The authors provide efficiently sample-able approximations to max-entropy distributions given pairwise moments. They also provide bounds on approximating the log-partition function given pairwise approximating distributions for the Ising model.

The technical contributions of this paper are well-explained and appear correct. My main problem with the paper is motivation. I was never convinced that the maximum-entropy principle was useful, so being able to approximate maxent distributions doesn't seem especially important. The second part of the results are more interesting. As far as I understand, there are few bounds on log-partition functions. I'm not very familiar with the state of the literature, but this seems like an interesting result that could lead to further useful theorems or methods.
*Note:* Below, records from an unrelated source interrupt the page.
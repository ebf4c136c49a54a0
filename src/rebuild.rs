//! Site rebuild trigger.
//!
//! After every save or delete the external generator runs once in the
//! project root. On success its output directory replaces the publish
//! directory.
//!
//! ```text
//! trigger()
//!     │
//!     ├── run `build.command` (blocking)   ──► non-zero exit: rebuilt = false
//!     │
//!     └── relocate()
//!             ├── remove `publish`
//!             └── rename `output` → `publish` ──► failure: warning only
//! ```

use crate::{
    config::EditorConfig,
    error::{EditorError, Result},
    log,
    utils::command,
};
use std::{
    fs,
    path::{Path, PathBuf},
};

/// Outcome of a generator run.
#[derive(Debug, Clone, PartialEq, Eq)]
pub struct RebuildReport {
    /// Output was moved into the publish directory.
    pub relocated: bool,
    /// Filtered generator console output.
    pub console: String,
}

/// How to rebuild the site.
#[derive(Debug, Clone)]
pub struct Rebuild {
    pub enable: bool,
    pub command: Vec<String>,
    /// Working directory of the generator.
    pub root: PathBuf,
    pub output: PathBuf,
    pub publish: PathBuf,
}

impl Rebuild {
    pub fn from_config(config: &EditorConfig) -> Self {
        Self {
            enable: config.build.enable,
            command: config.build.command.clone(),
            root: config.get_root().to_owned(),
            output: config.build.output.clone(),
            publish: config.build.publish.clone(),
        }
    }

    /// A trigger that never runs anything.
    #[cfg(test)]
    pub fn disabled() -> Self {
        Self {
            enable: false,
            command: Vec::new(),
            root: PathBuf::new(),
            output: PathBuf::new(),
            publish: PathBuf::new(),
        }
    }

    /// Run the generator and relocate its output.
    ///
    /// Runs even when the trigger is disabled; callers that honour
    /// `enable` go through [`Rebuild::trigger`].
    ///
    /// # Errors
    ///
    /// [`EditorError::BuildFailure`] if the command cannot be spawned or
    /// exits non-zero. Relocation problems are not errors.
    pub fn run(&self) -> Result<RebuildReport> {
        log!("build"; "running `{}`", self.command.join(" "));

        let output = command::run(Some(&self.root), &self.command)
            .map_err(|err| EditorError::BuildFailure(format!("{err:#}")))?;

        if !output.success {
            let status = output
                .code
                .map_or_else(|| "signal".to_owned(), |code| format!("exit code {code}"));
            return Err(EditorError::BuildFailure(format!(
                "`{}` failed with {status}",
                output.name
            )));
        }

        let relocated = match relocate(&self.output, &self.publish) {
            Ok(()) => true,
            Err(err) => {
                log!("build"; "warning: could not publish output: {err}");
                false
            }
        };

        Ok(RebuildReport {
            relocated,
            console: output.console,
        })
    }

    /// Rebuild after a change and report whether the site was rebuilt.
    ///
    /// Failures are logged and never retried.
    pub fn trigger(&self) -> bool {
        if !self.enable {
            return false;
        }
        match self.run() {
            Ok(_) => {
                log!("build"; "site rebuilt");
                true
            }
            Err(err) => {
                log!("error"; "{err}");
                false
            }
        }
    }
}

/// Replace `publish` with `output`.
fn relocate(output: &Path, publish: &Path) -> Result<()> {
    if !output.is_dir() {
        return Err(EditorError::NotFound(output.display().to_string()));
    }
    if publish.exists() {
        fs::remove_dir_all(publish).map_err(|err| EditorError::Io(publish.to_path_buf(), err))?;
    }
    fs::rename(output, publish).map_err(|err| EditorError::Io(output.to_path_buf(), err))
}
//! Editor configuration management for `editor.toml`.
//!
//! # Sections
//!
//! | Section     | Purpose                                        |
//! |-------------|------------------------------------------------|
//! | `[paths]`   | Project root, pages and data directories       |
//! | `[build]`   | External site generator and publish directory  |
//! | `[serve]`   | API server (interface, port, body limit, CORS) |
//!
//! # Example
//!
//! ```toml
//! [paths]
//! pages = "pages"
//! data = "data"
//!
//! [build]
//! command = ["composer", "exec", "cecil", "build"]
//! output = "_site"
//! publish = "docs"
//!
//! [serve]
//! port = 3000
//! ```

mod build;
pub mod defaults;
mod error;
mod handle;
mod paths;
mod serve;

pub use handle::{cfg, init_config};

use build::BuildConfig;
use error::ConfigError;
use paths::PathsConfig;
use serve::ServeConfig;

use crate::{
    cli::{Cli, Commands},
    store::{DocumentKind, DocumentRoot},
};
use anyhow::{Context, Result, bail};
use educe::Educe;
use serde::{Deserialize, Serialize};
use std::{
    fs,
    path::{Path, PathBuf},
};

// ============================================================================
// Helper Functions
// ============================================================================

/// Parse a human-readable size string into bytes.
///
/// Supports suffixes: B (bytes), KB (kilobytes), MB (megabytes).
/// Case-insensitive for the suffix.
///
/// # Examples
/// ```ignore
/// parse_size_string("20KB") // → 20480
/// parse_size_string("10MB") // → 10485760
/// parse_size_string("100")  // → 100 (defaults to bytes)
/// ```
fn parse_size_string(s: &str) -> usize {
    let s = s.to_uppercase();
    let (multiplier, suffix_len) = if s.ends_with("MB") {
        (1024 * 1024, 2)
    } else if s.ends_with("KB") {
        (1024, 2)
    } else if s.ends_with('B') {
        (1, 1)
    } else {
        (1, 0)
    };
    let value: usize = s[..s.len() - suffix_len].trim().parse().unwrap_or(0);
    multiplier * value
}

// ============================================================================
// Root Configuration
// ============================================================================

/// Root configuration structure representing editor.toml
#[derive(Debug, Clone, Educe, Serialize, Deserialize)]
#[educe(Default)]
#[serde(deny_unknown_fields)]
pub struct EditorConfig {
    /// Absolute path to the config file (set after loading)
    #[serde(skip)]
    pub config_path: PathBuf,

    /// Document roots
    #[serde(default)]
    pub paths: PathsConfig,

    /// Rebuild settings
    #[serde(default)]
    pub build: BuildConfig,

    /// API server settings
    #[serde(default)]
    pub serve: ServeConfig,
}

impl EditorConfig {
    /// Parse configuration from TOML string
    pub fn from_str(content: &str) -> Result<Self> {
        let config: EditorConfig = toml::from_str(content).map_err(ConfigError::from)?;
        Ok(config)
    }

    /// Load configuration from file path
    pub fn from_path(path: &Path) -> Result<Self> {
        let content =
            fs::read_to_string(path).map_err(|err| ConfigError::Io(path.to_path_buf(), err))?;
        Self::from_str(&content).with_context(|| format!("in `{}`", path.display()))
    }

    /// Load the config named by the CLI, falling back to defaults when the
    /// file does not exist, then apply CLI overrides.
    pub fn load(cli: &'static Cli) -> Result<Self> {
        let root = cli.root.as_deref().map_or_else(|| PathBuf::from("./"), expand_tilde);
        let config_path = root.join(&cli.config);

        let mut config = if config_path.exists() {
            Self::from_path(&config_path)?
        } else {
            Self::default()
        };
        config.update_with_cli(cli);
        Ok(config)
    }

    /// Get the root directory path
    pub fn get_root(&self) -> &Path {
        self.paths.root.as_deref().unwrap_or(Path::new("./"))
    }

    /// Set the root directory path
    pub fn set_root(&mut self, path: &Path) {
        self.paths.root = Some(path.to_path_buf());
    }

    /// Maximum accepted request body in bytes.
    pub fn get_max_body(&self) -> usize {
        parse_size_string(&self.serve.max_body)
    }

    /// Root holding Markdown pages.
    pub fn pages_root(&self) -> DocumentRoot {
        DocumentRoot::new(DocumentKind::Pages, &self.paths.pages)
    }

    /// Root holding YAML data files.
    pub fn data_root(&self) -> DocumentRoot {
        DocumentRoot::new(DocumentKind::Data, &self.paths.data)
    }

    /// Update configuration with CLI arguments
    pub fn update_with_cli(&mut self, cli: &'static Cli) {
        let root = cli
            .root
            .as_deref()
            .map_or_else(|| self.get_root().to_owned(), expand_tilde);

        Self::update_option(&mut self.paths.pages, cli.pages.as_ref());
        Self::update_option(&mut self.paths.data, cli.data.as_ref());
        self.update_path_with_root(&root, &cli.config);

        self.serve.max_body = self.serve.max_body.to_uppercase();

        if let Commands::Serve { interface, port } = &cli.command {
            Self::update_option(&mut self.serve.interface, interface.as_ref());
            Self::update_option(&mut self.serve.port, port.as_ref());
        }
    }

    /// Update config option if CLI value is provided
    fn update_option<T: Clone>(config_option: &mut T, cli_option: Option<&T>) {
        if let Some(option) = cli_option {
            *config_option = option.clone();
        }
    }

    /// Resolve all paths against the root directory and make them absolute
    fn update_path_with_root(&mut self, root: &Path, config: &Path) {
        let root = Self::normalize_path(root);
        self.set_root(&root);

        self.config_path = Self::normalize_path(&root.join(config));
        self.paths.pages = Self::normalize_path(&root.join(&self.paths.pages));
        self.paths.data = Self::normalize_path(&root.join(&self.paths.data));
        self.build.output = Self::normalize_path(&root.join(&self.build.output));
        self.build.publish = Self::normalize_path(&root.join(&self.build.publish));
    }

    /// Normalize a path to absolute, using canonicalize if the path exists
    fn normalize_path(path: &Path) -> PathBuf {
        path.canonicalize().unwrap_or_else(|_| {
            // For non-existent paths, manually make them absolute
            if path.is_absolute() {
                path.to_path_buf()
            } else {
                std::env::current_dir()
                    .map(|cwd| cwd.join(path))
                    .unwrap_or_else(|_| path.to_path_buf())
            }
        })
    }

    /// Validate configuration for the current command
    pub fn validate(&self) -> Result<()> {
        let valid_size_suffixes = ["B", "KB", "MB"];
        if !valid_size_suffixes
            .iter()
            .any(|s| self.serve.max_body.ends_with(s))
        {
            bail!(ConfigError::Validation(
                "[serve.max_body] must end with B, KB, or MB".into()
            ));
        }

        if self.paths.pages == self.paths.data {
            bail!(ConfigError::Validation(
                "[paths.pages] and [paths.data] must be different directories".into()
            ));
        }

        if self.build.enable {
            Self::check_command_installed("[build.command]", &self.build.command)?;

            if self.build.publish == self.build.output {
                bail!(ConfigError::Validation(
                    "[build.publish] must differ from [build.output]".into()
                ));
            }
        }

        Ok(())
    }

    /// Check if a command is installed and available
    fn check_command_installed(field: &str, command: &[String]) -> Result<()> {
        let Some(cmd) = command.first() else {
            bail!(ConfigError::Validation(format!(
                "{field} must have at least one element"
            )));
        };

        which::which(cmd)
            .with_context(|| format!("`{cmd}` not found. Please install it first."))?;

        Ok(())
    }
}

/// Expand a leading `~` in a CLI path.
fn expand_tilde(path: &Path) -> PathBuf {
    let raw = path.to_string_lossy();
    PathBuf::from(shellexpand::tilde(&raw).into_owned())
}

// ============================================================================
// Tests
// ============================================================================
The authors mention that their results might extent to other exponential families. However, without any other examples, and no experiments, I think this paper belongs in COLT rather than NIPS. If the paper took more steps towards turning their result into concrete methodological improvements, it might be able to be turned into a NIPS paper. Typos: Line 212 - in what sense are \phi functionals? aren't they just functions? Line 215 and 216. In black-and-white, it's confusing that you refer to the numeral 2 and equation 2 in the same way in the same sentence. Line 304 - isolated footnote

1-Less confident (might not have understood significant parts)

The authors provide an approximation algorithm to the log-partition function of Ising models. The algorithm uses approximation algorithm following the famous Goemans-Williamson MAXCUT algorithm.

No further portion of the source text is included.